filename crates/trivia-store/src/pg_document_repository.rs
//! `PostgreSQL` implementation of the `DocumentRepository` trait.

use async_trait::async_trait;
use serde_json::Value;
use sqlx::types::Json;
use sqlx::{PgPool, Postgres, QueryBuilder, Row};
use tracing::debug;
use uuid::Uuid;

use trivia_core::error::DomainError;
use trivia_core::id::{Collection, RecordId};
use trivia_core::repository::{DocumentRepository, Filter, StoredDocument};

/// PostgreSQL-backed document repository.
#[derive(Debug, Clone)]
pub struct PgDocumentRepository {
    pool: PgPool,
}

impl PgDocumentRepository {
    /// Creates a new `PgDocumentRepository`.
    #[must_use]
    pub fn new(pool: PgPool) -> Self {
        Self { pool }
    }
}

fn infrastructure(err: sqlx::Error) -> DomainError {
    DomainError::Infrastructure(format!("database error: {err}"))
}

/// Appends the SQL predicate for `filter` to `query`.
fn push_filter(query: &mut QueryBuilder<'_, Postgres>, filter: &Filter) {
    match filter {
        Filter::Id(id) => {
            query.push("id = ").push_bind(id.as_uuid());
        }
        Filter::Eq(field, value) => {
            query
                .push("(body -> ")
                .push_bind(field.clone())
                .push(") = ")
                .push_bind(Json(value.clone()));
        }
        Filter::NotIn(field, values) => {
            query
                .push("((body -> ")
                .push_bind(field.clone())
                .push(") IS NULL OR NOT (")
                .push_bind(Json(Value::Array(values.clone())))
                .push(" @> jsonb_build_array(body -> ")
                .push_bind(field.clone())
                .push(")))");
        }
        Filter::ContainsAll(field, values) => {
            query
                .push("jsonb_typeof(body -> ")
                .push_bind(field.clone())
                .push(") = 'array' AND (body -> ")
                .push_bind(field.clone())
                .push(") @> ")
                .push_bind(Json(Value::Array(values.clone())));
        }
        Filter::Matches(body) => {
            query.push("body = ").push_bind(Json(body.clone()));
        }
        Filter::And(filters) => {
            if filters.is_empty() {
                query.push("TRUE");
                return;
            }
            for (i, inner) in filters.iter().enumerate() {
                if i > 0 {
                    query.push(" AND ");
                }
                query.push("(");
                push_filter(query, inner);
                query.push(")");
            }
        }
    }
}

#[async_trait]
impl DocumentRepository for PgDocumentRepository {
    async fn find(
        &self,
        collection: Collection,
        filter: &Filter,
    ) -> Result<Vec<StoredDocument>, DomainError> {
        let mut query = QueryBuilder::<Postgres>::new(
            "SELECT id, body FROM documents WHERE collection = ",
        );
        query.push_bind(collection.as_str()).push(" AND (");
        push_filter(&mut query, filter);
        query.push(") ORDER BY seq");

        let rows = query
            .build()
            .fetch_all(&self.pool)
            .await
            .map_err(infrastructure)?;
        debug!(%collection, rows = rows.len(), "Loaded documents");

        rows.iter()
            .map(|row| {
                let id: Uuid = row.try_get("id").map_err(infrastructure)?;
                let Json(body): Json<Value> = row.try_get("body").map_err(infrastructure)?;
                Ok(StoredDocument {
                    id: RecordId::from(id),
                    body,
                })
            })
            .collect()
    }

    async fn insert_one(
        &self,
        collection: Collection,
        body: Value,
    ) -> Result<RecordId, DomainError> {
        let id = RecordId::new();
        sqlx::query("INSERT INTO documents (id, collection, body) VALUES ($1, $2, $3)")
            .bind(id.as_uuid())
            .bind(collection.as_str())
            .bind(Json(body))
            .execute(&self.pool)
            .await
            .map_err(infrastructure)?;
        debug!(%collection, %id, "Inserted document");
        Ok(id)
    }

    async fn update_one(
        &self,
        collection: Collection,
        id: RecordId,
        body: Value,
    ) -> Result<(), DomainError> {
        let result = sqlx::query("UPDATE documents SET body = $3 WHERE collection = $1 AND id = $2")
            .bind(collection.as_str())
            .bind(id.as_uuid())
            .bind(Json(body))
            .execute(&self.pool)
            .await
            .map_err(infrastructure)?;
        if result.rows_affected() == 0 {
            return Err(DomainError::RecordNotFound { collection, id });
        }
        Ok(())
    }
}

#[cfg(test)]
mod tests {
    use serde_json::json;

    use super::*;

    fn sql_for(filter: &Filter) -> String {
        let mut query = QueryBuilder::<Postgres>::new("");
        push_filter(&mut query, filter);
        query.sql().to_owned()
    }

    #[test]
    fn test_eq_filter_compares_jsonb_field() {
        assert_eq!(sql_for(&Filter::eq("name", "Ann")), "(body -> $1) = $2");
    }

    #[test]
    fn test_and_filter_wraps_each_clause() {
        let filter = Filter::And(vec![
            Filter::eq("is_finished", false),
            Filter::Id(RecordId::new()),
        ]);

        assert_eq!(sql_for(&filter), "((body -> $1) = $2) AND (id = $3)");
    }

    #[test]
    fn test_empty_and_matches_everything() {
        assert_eq!(sql_for(&Filter::And(Vec::new())), "TRUE");
    }

    #[test]
    fn test_not_in_accepts_missing_field() {
        let sql = sql_for(&Filter::NotIn("question_code".into(), vec![json!("aa")]));

        assert!(sql.starts_with("((body -> $1) IS NULL OR NOT ($2 @> "));
    }
}
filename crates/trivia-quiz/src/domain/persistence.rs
//! Save/load plumbing shared by the record types.

use serde::Serialize;
use serde::de::DeserializeOwned;
use serde_json::Value;
use trivia_core::error::DomainError;
use trivia_core::id::{Collection, RecordId};
use trivia_core::repository::{DocumentRepository, Filter, StoredDocument};
use trivia_core::write_once::WriteOnce;

/// Serializes a document body.
pub(crate) fn to_body<T: Serialize>(collection: Collection, document: &T) -> Result<Value, DomainError> {
    serde_json::to_value(document).map_err(|e| {
        DomainError::Infrastructure(format!("{collection} serialization failed: {e}"))
    })
}

/// Deserializes a stored body into its document type.
pub(crate) fn from_body<T: DeserializeOwned>(
    collection: Collection,
    stored: &StoredDocument,
) -> Result<T, DomainError> {
    serde_json::from_value(stored.body.clone()).map_err(|e| {
        DomainError::Infrastructure(format!(
            "{collection} record {} is malformed: {e}",
            stored.id
        ))
    })
}

/// Loads exactly one document by identity.
pub(crate) async fn load_one(
    repo: &dyn DocumentRepository,
    collection: Collection,
    id: RecordId,
) -> Result<StoredDocument, DomainError> {
    repo.find(collection, &Filter::Id(id))
        .await?
        .into_iter()
        .next()
        .ok_or(DomainError::RecordNotFound { collection, id })
}

/// Inserts `body` when `id` is unassigned, otherwise replaces the stored
/// document. A first insert is refused when an identical document exists.
pub(crate) async fn save(
    repo: &dyn DocumentRepository,
    collection: Collection,
    id: &mut WriteOnce<RecordId>,
    body: Value,
) -> Result<RecordId, DomainError> {
    if let Some(existing) = id.value() {
        repo.update_one(collection, existing, body).await?;
        return Ok(existing);
    }

    let duplicates = repo.find(collection, &Filter::Matches(body.clone())).await?;
    if let Some(duplicate) = duplicates.first() {
        return Err(DomainError::Conflict(format!(
            "an identical {collection} record already exists ({})",
            duplicate.id
        )));
    }

    let assigned = repo.insert_one(collection, body).await?;
    id.set(assigned)?;
    Ok(assigned)
}
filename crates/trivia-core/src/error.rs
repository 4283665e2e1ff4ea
//! Domain error types.

use thiserror::Error;

use crate::id::{Collection, RecordId};

/// Top-level domain error type.
///
/// Everything here propagates to the caller unchanged. Soft failures
/// (an answer from an unknown participant, an invalid choice letter) are
/// not errors and are reported as values by the quiz context instead.
#[derive(Debug, Error)]
pub enum DomainError {
    /// A record lookup by identity found nothing.
    #[error("{collection} record not found: {id}")]
    RecordNotFound {
        /// The collection that was searched.
        collection: Collection,
        /// The identity that was looked up.
        id: RecordId,
    },

    /// An insert would duplicate a record that already exists.
    #[error("conflict: {0}")]
    Conflict(String),

    /// A validation rule was violated.
    #[error(transparent)]
    Validation(#[from] ValidationError),

    /// The external question provider failed or returned unusable data.
    #[error("question provider error: {0}")]
    Provider(String),

    /// An infrastructure/persistence error.
    #[error("infrastructure error: {0}")]
    Infrastructure(String),
}

/// Validation failures raised to the immediate caller.
#[derive(Debug, Clone, PartialEq, Eq, Error)]
pub enum ValidationError {
    /// A write-once field was assigned a second time.
    #[error("field `{field}` is already assigned")]
    AlreadyAssigned {
        /// Name of the write-once field.
        field: &'static str,
    },

    /// An identifier is already present in a unique set.
    #[error("id {0} is already in the set")]
    DuplicateId(RecordId),

    /// An identifier does not resolve to a stored record.
    #[error("no {collection} record with id {id}")]
    UnknownId {
        /// The collection the id should belong to.
        collection: Collection,
        /// The unresolved id.
        id: RecordId,
    },

    /// Positional assignment outside the current bounds.
    #[error("index {index} out of range for length {len}")]
    IndexOutOfRange {
        /// The requested index.
        index: usize,
        /// The container length.
        len: usize,
    },

    /// A value is not a permutation of the four answer slots.
    #[error("invalid answer permutation: {0:?}")]
    InvalidPermutation(Vec<u8>),

    /// Question content is malformed.
    #[error("invalid question: {0}")]
    InvalidQuestion(String),

    /// Participants are fixed while a game is running.
    #[error("cannot register `{0}`: a game is in progress")]
    GameInProgress(String),

    /// A game cannot start without participants.
    #[error("no users are registered")]
    NoUsersLoaded,

    /// The operation requires an active game.
    #[error("no game is active")]
    NoActiveGame,

    /// A record must be persisted before it can be referenced.
    #[error("{0} record has no identity yet")]
    Unsaved(Collection),

    /// A required field was never assigned.
    #[error("field `{0}` is not assigned")]
    MissingField(&'static str),

    /// A started game's participant set cannot change.
    #[error("participants of a started game are fixed")]
    ParticipantsFixed,
}
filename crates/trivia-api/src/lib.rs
//! Trivia quiz HTTP API.
//!
//! Exposes the quiz session over JSON endpoints. The binary in `main.rs`
//! wires the PostgreSQL store and the Open Trivia Database client into
//! [`state::AppState`]; tests wire in-memory doubles instead.

pub mod config;
pub mod error;
pub mod routes;
pub mod state;
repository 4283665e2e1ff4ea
//! Commands accepted by the quiz context.

use trivia_core::command::Command;
use uuid::Uuid;

/// Seat a player, creating their record on first sight.
#[derive(Debug, Clone)]
pub struct RegisterUser {
    /// The correlation ID for tracing.
    pub correlation_id: Uuid,
    /// The player's name.
    pub name: String,
}

impl Command for RegisterUser {
    fn command_type(&self) -> &'static str {
        "quiz.register_user"
    }

    fn correlation_id(&self) -> Uuid {
        self.correlation_id
    }

    fn subject(&self) -> Option<&str> {
        Some(&self.name)
    }
}

/// Free a player's seat.
#[derive(Debug, Clone)]
pub struct RemoveUser {
    /// The correlation ID for tracing.
    pub correlation_id: Uuid,
    /// The player's name.
    pub name: String,
}

impl Command for RemoveUser {
    fn command_type(&self) -> &'static str {
        "quiz.remove_user"
    }

    fn correlation_id(&self) -> Uuid {
        self.correlation_id
    }

    fn subject(&self) -> Option<&str> {
        Some(&self.name)
    }
}

/// Resume the seated players' unfinished game, or start a new one.
#[derive(Debug, Clone)]
pub struct StartGame {
    /// The correlation ID for tracing.
    pub correlation_id: Uuid,
}

impl Command for StartGame {
    fn command_type(&self) -> &'static str {
        "quiz.start_game"
    }

    fn correlation_id(&self) -> Uuid {
        self.correlation_id
    }
}

/// Answer the open question.
#[derive(Debug, Clone)]
pub struct SubmitAnswer {
    /// The correlation ID for tracing.
    pub correlation_id: Uuid,
    /// The answering player.
    pub user_name: String,
    /// Choice letter, `A` to `D`.
    pub choice: String,
}

impl Command for SubmitAnswer {
    fn command_type(&self) -> &'static str {
        "quiz.submit_answer"
    }

    fn correlation_id(&self) -> Uuid {
        self.correlation_id
    }

    fn subject(&self) -> Option<&str> {
        Some(&self.user_name)
    }
}

/// End the running game, naming the unique top scorer as winner.
#[derive(Debug, Clone)]
pub struct FinishGame {
    /// The correlation ID for tracing.
    pub correlation_id: Uuid,
}

impl Command for FinishGame {
    fn command_type(&self) -> &'static str {
        "quiz.finish_game"
    }

    fn correlation_id(&self) -> Uuid {
        self.correlation_id
    }
}
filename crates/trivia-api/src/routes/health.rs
//! Health check endpoint.

use axum::{Json, Router, routing::get};
use serde::Serialize;

use crate::state::AppState;

/// Health check response.
#[derive(Debug, Serialize)]
pub struct HealthResponse {
    /// Service status.
    pub status: &'static str,
    /// Service name.
    pub service: &'static str,
    /// Service version.
    pub version: &'static str,
}

/// GET /health
async fn health_check() -> Json<HealthResponse> {
    Json(HealthResponse {
        status: "ok",
        service: env!("CARGO_PKG_NAME"),
        version: env!("CARGO_PKG_VERSION"),
    })
}

/// Returns the health check router.
pub fn router() -> Router<AppState> {
    Router::new().route("/health", get(health_check))
}
//! Test repositories — `DocumentRepository` implementations for tests.

use std::collections::HashMap;
use std::sync::Mutex;

use async_trait::async_trait;
use serde_json::Value;
use trivia_core::error::DomainError;
use trivia_core::id::{Collection, RecordId};
use trivia_core::repository::{DocumentRepository, Filter, StoredDocument};

/// A fully working document store kept in memory.
///
/// Evaluates filters with [`Filter::matches`] and counts writes, so tests
/// can assert on what was persisted and how often.
#[derive(Debug, Default)]
pub struct InMemoryDocumentRepository {
    collections: Mutex<HashMap<Collection, Vec<StoredDocument>>>,
    inserts: Mutex<usize>,
    updates: Mutex<usize>,
}

impl InMemoryDocumentRepository {
    /// Creates an empty store.
    #[must_use]
    pub fn new() -> Self {
        Self::default()
    }

    /// Returns a snapshot of every document in `collection`.
    ///
    /// # Panics
    ///
    /// Panics if the internal mutex is poisoned.
    #[must_use]
    pub fn documents(&self, collection: Collection) -> Vec<StoredDocument> {
        self.collections
            .lock()
            .unwrap()
            .get(&collection)
            .cloned()
            .unwrap_or_default()
    }

    /// Inserts a document directly, bypassing the trait (for seeding).
    ///
    /// # Panics
    ///
    /// Panics if the internal mutex is poisoned.
    pub fn seed(&self, collection: Collection, body: Value) -> RecordId {
        let id = RecordId::new();
        self.collections
            .lock()
            .unwrap()
            .entry(collection)
            .or_default()
            .push(StoredDocument { id, body });
        id
    }

    /// Number of successful `insert_one` calls.
    ///
    /// # Panics
    ///
    /// Panics if the internal mutex is poisoned.
    #[must_use]
    pub fn insert_count(&self) -> usize {
        *self.inserts.lock().unwrap()
    }

    /// Number of successful `update_one` calls.
    ///
    /// # Panics
    ///
    /// Panics if the internal mutex is poisoned.
    #[must_use]
    pub fn update_count(&self) -> usize {
        *self.updates.lock().unwrap()
    }
}

#[async_trait]
impl DocumentRepository for InMemoryDocumentRepository {
    async fn find(
        &self,
        collection: Collection,
        filter: &Filter,
    ) -> Result<Vec<StoredDocument>, DomainError> {
        Ok(self
            .collections
            .lock()
            .unwrap()
            .get(&collection)
            .map(|docs| docs.iter().filter(|d| filter.matches(d)).cloned().collect())
            .unwrap_or_default())
    }

    async fn insert_one(
        &self,
        collection: Collection,
        body: Value,
    ) -> Result<RecordId, DomainError> {
        let id = self.seed(collection, body);
        *self.inserts.lock().unwrap() += 1;
        Ok(id)
    }

    async fn update_one(
        &self,
        collection: Collection,
        id: RecordId,
        body: Value,
    ) -> Result<(), DomainError> {
        let mut collections = self.collections.lock().unwrap();
        let doc = collections
            .get_mut(&collection)
            .and_then(|docs| docs.iter_mut().find(|d| d.id == id))
            .ok_or(DomainError::RecordNotFound { collection, id })?;
        doc.body = body;
        *self.updates.lock().unwrap() += 1;
        Ok(())
    }
}

/// A document repository that always returns an infrastructure error. Useful
/// for testing error-handling paths.
#[derive(Debug)]
pub struct FailingDocumentRepository;

#[async_trait]
impl DocumentRepository for FailingDocumentRepository {
    async fn find(
        &self,
        _collection: Collection,
        _filter: &Filter,
    ) -> Result<Vec<StoredDocument>, DomainError> {
        Err(DomainError::Infrastructure("connection refused".into()))
    }

    async fn insert_one(
        &self,
        _collection: Collection,
        _body: Value,
    ) -> Result<RecordId, DomainError> {
        Err(DomainError::Infrastructure("connection refused".into()))
    }

    async fn update_one(
        &self,
        _collection: Collection,
        _id: RecordId,
        _body: Value,
    ) -> Result<(), DomainError> {
        Err(DomainError::Infrastructure("connection refused".into()))
    }
}

#[cfg(test)]
mod tests {
    use serde_json::json;

    use super::*;

    #[tokio::test]
    async fn test_in_memory_repository_round_trips_and_counts_writes() {
        // Arrange
        let repo = InMemoryDocumentRepository::new();

        // Act
        let id = repo
            .insert_one(Collection::Users, json!({ "name": "Ann" }))
            .await
            .unwrap();
        repo.update_one(Collection::Users, id, json!({ "name": "Ann", "x": 1 }))
            .await
            .unwrap();
        let found = repo
            .find(Collection::Users, &Filter::eq("name", "Ann"))
            .await
            .unwrap();

        // Assert
        assert_eq!(found.len(), 1);
        assert_eq!(found[0].id, id);
        assert_eq!(found[0].body["x"], 1);
        assert_eq!(repo.insert_count(), 1);
        assert_eq!(repo.update_count(), 1);
        assert!(repo.exists(Collection::Users, id).await.unwrap());
        assert!(!repo.exists(Collection::Games, id).await.unwrap());
    }

    #[tokio::test]
    async fn test_in_memory_update_of_missing_record_is_not_found() {
        let repo = InMemoryDocumentRepository::new();
        let id = RecordId::new();

        let result = repo.update_one(Collection::Games, id, json!({})).await;

        assert!(matches!(
            result,
            Err(DomainError::RecordNotFound { collection: Collection::Games, id: missing }) if missing == id
        ));
    }
}
//! The `User` record.

use serde::{Deserialize, Serialize};
use tracing::debug;
use trivia_core::error::{DomainError, ValidationError};
use trivia_core::id::{Collection, RecordId};
use trivia_core::repository::{DocumentRepository, Filter, StoredDocument};
use trivia_core::unique_ids::UniqueIdSet;
use trivia_core::write_once::WriteOnce;

use super::persistence;
use super::question_code::QuestionCode;

#[derive(Debug, Serialize, Deserialize)]
struct UserDocument {
    name: Option<String>,
    correct_answers: u32,
    questions: Vec<QuestionCode>,
    games: Vec<RecordId>,
}

/// A quiz participant and their lifetime statistics.
#[derive(Debug, Clone, PartialEq, Eq)]
pub struct User {
    id: WriteOnce<RecordId>,
    name: WriteOnce<String>,
    correct_answers: u32,
    question_history: Vec<QuestionCode>,
    games: UniqueIdSet,
}

impl Default for User {
    fn default() -> Self {
        Self {
            id: WriteOnce::unset("user.id"),
            name: WriteOnce::unset("user.name"),
            correct_answers: 0,
            question_history: Vec::new(),
            games: UniqueIdSet::referencing(Collection::Games),
        }
    }
}

impl User {
    /// Creates an unsaved user with every field at its default.
    #[must_use]
    pub fn new() -> Self {
        Self::default()
    }

    /// Creates an unsaved user with the given name.
    #[must_use]
    pub fn named(name: impl Into<String>) -> Self {
        let mut user = Self::new();
        user.name = WriteOnce::with_value("user.name", name.into());
        user
    }

    /// Identity, once persisted.
    #[must_use]
    pub fn id(&self) -> Option<RecordId> {
        self.id.value()
    }

    /// The user's name, if assigned.
    #[must_use]
    pub fn name(&self) -> Option<&str> {
        self.name.get().map(String::as_str)
    }

    /// Assigns the name.
    ///
    /// # Errors
    ///
    /// Returns `ValidationError::AlreadyAssigned` if the user already has one.
    pub fn set_name(&mut self, name: impl Into<String>) -> Result<(), ValidationError> {
        self.name.set(name.into())
    }

    /// Lifetime count of correctly answered questions.
    #[must_use]
    pub fn correct_answers(&self) -> u32 {
        self.correct_answers
    }

    /// Codes of every question this user was asked, oldest first.
    #[must_use]
    pub fn question_history(&self) -> &[QuestionCode] {
        &self.question_history
    }

    /// Games this user took part in.
    #[must_use]
    pub fn games(&self) -> &UniqueIdSet {
        &self.games
    }

    /// Records that the user was asked `code`, counting it if answered
    /// correctly.
    pub fn record_answer(&mut self, code: QuestionCode, correct: bool) {
        if correct {
            self.correct_answers += 1;
        }
        self.question_history.push(code);
    }

    /// Adds a stored game to the user's history.
    ///
    /// # Errors
    ///
    /// Returns a validation error if the game is unknown or already listed.
    pub async fn join_game(
        &mut self,
        game_id: RecordId,
        repo: &dyn DocumentRepository,
    ) -> Result<(), DomainError> {
        self.games.append(game_id, repo).await
    }

    /// The canonical stored form.
    ///
    /// # Errors
    ///
    /// Returns `DomainError::Infrastructure` if serialization fails.
    pub fn to_document(&self) -> Result<serde_json::Value, DomainError> {
        persistence::to_body(
            Collection::Users,
            &UserDocument {
                name: self.name.get().cloned(),
                correct_answers: self.correct_answers,
                questions: self.question_history.clone(),
                games: self.games.as_slice().to_vec(),
            },
        )
    }

    fn from_stored(stored: &StoredDocument) -> Result<Self, DomainError> {
        let doc: UserDocument = persistence::from_body(Collection::Users, stored)?;
        Ok(Self {
            id: WriteOnce::with_value("user.id", stored.id),
            name: WriteOnce::restore("user.name", doc.name),
            correct_answers: doc.correct_answers,
            question_history: doc.questions,
            games: UniqueIdSet::restore(Collection::Games, doc.games),
        })
    }

    /// Loads a user by identity.
    ///
    /// # Errors
    ///
    /// Returns `DomainError::RecordNotFound` if no such user exists.
    pub async fn load_by_id(
        repo: &dyn DocumentRepository,
        id: RecordId,
    ) -> Result<Self, DomainError> {
        let stored = persistence::load_one(repo, Collection::Users, id).await?;
        Self::from_stored(&stored)
    }

    /// Loads every user matching `filter`.
    ///
    /// # Errors
    ///
    /// Returns the repository's error or `DomainError::Infrastructure` for
    /// a malformed record.
    pub async fn load_by_query(
        repo: &dyn DocumentRepository,
        filter: &Filter,
    ) -> Result<Vec<Self>, DomainError> {
        repo.find(Collection::Users, filter)
            .await?
            .iter()
            .map(Self::from_stored)
            .collect()
    }

    /// Loads the user called `name`, creating and persisting one if none
    /// exists yet.
    ///
    /// # Errors
    ///
    /// Returns the repository's error.
    pub async fn find_or_create_by_name(
        repo: &dyn DocumentRepository,
        name: &str,
    ) -> Result<Self, DomainError> {
        let existing = Self::load_by_query(repo, &Filter::eq("name", name)).await?;
        if let Some(user) = existing.into_iter().next() {
            return Ok(user);
        }
        let mut user = Self::named(name);
        let id = user.save(repo).await?;
        debug!(user_id = %id, name, "Created user");
        Ok(user)
    }

    /// Persists the user.
    ///
    /// # Errors
    ///
    /// Returns `DomainError::Conflict` for a duplicate first insert, or the
    /// repository's error.
    pub async fn save(&mut self, repo: &dyn DocumentRepository) -> Result<RecordId, DomainError> {
        let body = self.to_document()?;
        persistence::save(repo, Collection::Users, &mut self.id, body).await
    }
}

* _YOUR ASSIGNMENT_
Where a line in the records above contains the string "UserDocument", copy that line.

* _SOLUTION FOR THIS TASK_
struct UserDocument {
            &UserDocument {
        let doc: UserDocument = persistence::from_body(Collection::Users, stored)?;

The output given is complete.